My research into and around the subject of the Sun King’s obsession with mirrors, and the artificial world he created around him, began to feed the novel. It is important to know your subject as if you yourself had been there, to understand the background of people living at that time, what they would have been aware of, their living memories and their inherited memories. I read diaries of the time, particularly those of Mme de Sevigne and Liselotte, Duchesse d’Orleans, biographies of Louis XIV, of Colbert, of Mme de Montespan, several books on the building of Versailles, books about the qualities of mirrors, the history of glassmaking, and most important for the visual element, a study of 17th century Paris
Naturally, I went to Paris, Versailles, and also to Murano. It’s a question of getting a feel for a place, even though it may have changed over the centuries. Versailles, for instance, which most people imagine is much as it was when the Sun King ruled, was altered over the years by the restlessness of Louis and his heirs. Several sites which feature in the novel no longer exist.At the same time, it’s important that research doesn’t overwhelm the imagination. Historical novels should wear their research lightly. But the research you have done before imagination takes over means there’s an unconscious thread of truth that runs through the fiction.
Writers in past centuries took more liberties with important historical characters. There’s Schiller, for instance, engineering a fictional confrontation between Elizabeth I and Mary Stuart, when we know that Elizabeth had made sure the two of them never met. Shakespeare twisted the facts about Macbeth, who was quite a good King, in contrast to Duncan. In both plays, the drama was enhanced by fiction. And Alexandre Dumas, though ensuring the accurate detail of his novels set in the 17th century, was cavalier about twisting historical fact. The Man in the Iron Mask, with the imposter Louis XIV imprisoning his elder twin brother in an iron mask, and reigning in his stead, is a case in point.

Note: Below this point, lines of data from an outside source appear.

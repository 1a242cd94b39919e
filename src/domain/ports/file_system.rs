//! FileSystem port - abstraction over file I/O operations
//!
//! Lets the ledger repository and the dist adapters perform file operations
//! without depending on a concrete implementation.

use std::path::{Path, PathBuf};

/// Result type for file system operations
pub type FsResult<T> = Result<T, FsError>;

/// File system operation errors
#[derive(Debug)]
pub enum FsError {
    /// File not found
    NotFound(PathBuf),
    /// Permission denied
    PermissionDenied(PathBuf),
    /// I/O error
    Io(std::io::Error),
}

impl FsError {
    /// Convert an I/O error, keeping the path for the common cases
    pub fn at(path: &Path, err: std::io::Error) -> Self {
        match err.kind() {
            std::io::ErrorKind::NotFound => FsError::NotFound(path.to_path_buf()),
            std::io::ErrorKind::PermissionDenied => FsError::PermissionDenied(path.to_path_buf()),
            _ => FsError::Io(err),
        }
    }
}

impl std::fmt::Display for FsError {
    fn fmt(&self, f: &mut std::fmt::Formatter<'_>) -> std::fmt::Result {
        match self {
            FsError::NotFound(path) => write!(f, "File not found: {}", path.display()),
            FsError::PermissionDenied(path) => {
                write!(f, "Permission denied: {}", path.display())
            }
            FsError::Io(err) => write!(f, "I/O error: {}", err),
        }
    }
}

impl std::error::Error for FsError {}

/// Abstract file system interface
pub trait FileSystem {
    /// Read file content as string
    fn read(&self, path: &Path) -> FsResult<String>;

    /// Read raw file bytes
    fn read_bytes(&self, path: &Path) -> FsResult<Vec<u8>>;

    /// Write content to file atomically, creating parent directories
    fn write(&self, path: &Path, content: &[u8]) -> FsResult<()>;

    /// Check if file exists
    fn exists(&self, path: &Path) -> bool;

    /// Remove a file
    fn remove(&self, path: &Path) -> FsResult<()>;
}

Why historical rather than contemporary? is the third question. I don’t see historical fiction as being unrelated to contemporary life, for history is refracted through our present day consciousness, and we reflect our present in the past. The more I learnt about the style of the Sun King’s government, the more I saw reflections of today. We understand what Louis meant when he confessed in his old age to having been too concerned with the glory of his image, of having built too much, and gone to war too much. We can see analogies with today in his determination to control Nature. We can see his self-belief burgeoning into delusion, as he believed himself to be the Sun around which France revolved. We can see that in his search for perfection at any price, his need to create an enchanted island in Versailles, to live an extravagant dream, he was sowing the seeds for the revolution that would be the death of the monarchy. It’s this common thread running through the human psyche, affected by the times in which we live, but revealing, through the ages, the same ability to love and to deceive, to hate and to intrigue, to be selfish and to be self-sacrificing that bring the past straight into the present – and into yourself.